Why don't they just throw in the towel?
A few decades ago, industry sages wondered aloud how a brand such as Mitsubishi could seriously envision competing in the U.S. — not just against the big guys of the day, such as Pontiac and Plymouth, but even against the second-level guys of the day, such as Honda and Nissan.
Then Mitsubishi's guardian angel Chrysler Corp. stepped in to shore up the Japanese company's U.S. market plans with shared products.
But then Chrysler dropped them. Instead of slinking away, though, Mitsubishi orchestrated a comeback on its own.
But then that imploded, too. And people again wondered: Why do they bother?
But then they came back again, with encouragement from their new guardian angel, Nissan, which gave new hope for the U.S. market with shared products. And Mitsubishi again began to stir.
A year ago, Mitsubishi's leadership in Japan declared they would double down on the U.S. and get the fires going again. But now as Nissan and Mitsubishi both struggle to shore up their financial outlooks, that plan is no longer clear.
Two weeks ago, Mitsubishi leadership in Japan said they will scale back its involvement in the world's competitive megamarkets, such as China and Europe.
We asked for clarification: Isn't the U.S. also a megamarket? Yes, they said. The U.S. is also a megamarket.
So … are they in? Are they out?
People always want easy answers. But the question of whether to give up on the U.S. market is far too weighty for an easy answer. Subaru faced the question.
In the early 1990s, Subaru's sales were meager. They had entered into a dubious joint venture to build cars at a new factory in Indiana with a truckmaker, Isuzu.
And demand for the Indiana-made Subarus was too low for the venture to meet its goals, even though Isuzu was rocking and rolling there. Skeptics thought Subaru wasn't long for that factory or for this market.
Fast-forward: It was Isuzu that gave up on the U.S. passenger-car market. Subaru is still here, on top of the world, and it probably now wishes it had two Indiana factories.
Mazda was another one.
Why do they bother, people wondered of Mazda several years ago after products failed to catch on and the company gave up on its Michigan manufacturing plant.

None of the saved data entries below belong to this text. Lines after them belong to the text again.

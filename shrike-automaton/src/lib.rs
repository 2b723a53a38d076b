// Shrike Automaton - Aho-Corasick Multi-Pattern Signature Matching
//!
// This crate provides multi-pattern string matching over raw payload bytes
// using the Aho-Corasick algorithm: a trie of pattern prefixes augmented
// with failure links, giving single-pass matching in time linear in the
// payload length plus the number of matches.
//
// ## Overview
//
// Signature strings are compiled once into an immutable `Automaton`; the
// `Scanner` then runs arbitrarily many payloads against it, reporting every
// occurrence of every pattern together with a per-byte trace that external
// visualizers can replay.
//
// ## Architecture
//
// ```text
// ┌─────────────────────────────────────────────────┐
// │           AutomatonBuilder                      │
// │  (trie insertion + BFS failure links +          │
// │   output-set merging)                           │
// └──────────────┬──────────────────────────────────┘
//                │
//                v
// ┌─────────────────────────────────────────────────┐
// │           Automaton (immutable)                 │
// │  node arena, fail links as indices,             │
// │  interned pattern table                         │
// └──────────────┬──────────────────────────────────┘
//                │
//                v
// ┌─────────────────────────────────────────────────┐
// │           Scanner                               │
// │  - matches: Vec<PatternMatch>                   │
// │  - steps:   Vec<ScanStep> (replay trace)        │
// └─────────────────────────────────────────────────┘
// ```
//
// Matching is ASCII case-insensitive: patterns are case-folded at insertion
// and payload bytes are folded the same way at scan time. Matches report the
// pattern's original spelling.

mod automaton;
mod builder;
mod scanner;

#[cfg(test)]
mod perf;

pub use automaton::{Automaton, AutomatonExport, EdgeExport, NodeExport, NodeId, PatternId, ROOT};
pub use builder::AutomatonBuilder;
pub use scanner::{PatternMatch, ScanReport, ScanStep, Scanner};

Mazda is now bolstered by an equity alliance with Toyota, and the partners are spending $1.6 billion to construct a U.S. assembly plant that promises a new era for Mazda.
And for that matter: Toyota.
Toyota showed up here in 1957 to the sound of crickets. And three years later, it gave up on the U.S. market.
But then it came back. And became … well, Toyota — one of America's most prominent brands.
Fortunes change. The cards get reshuffled. The game surprises you. People learn. Companies come back. And fail. And come back again.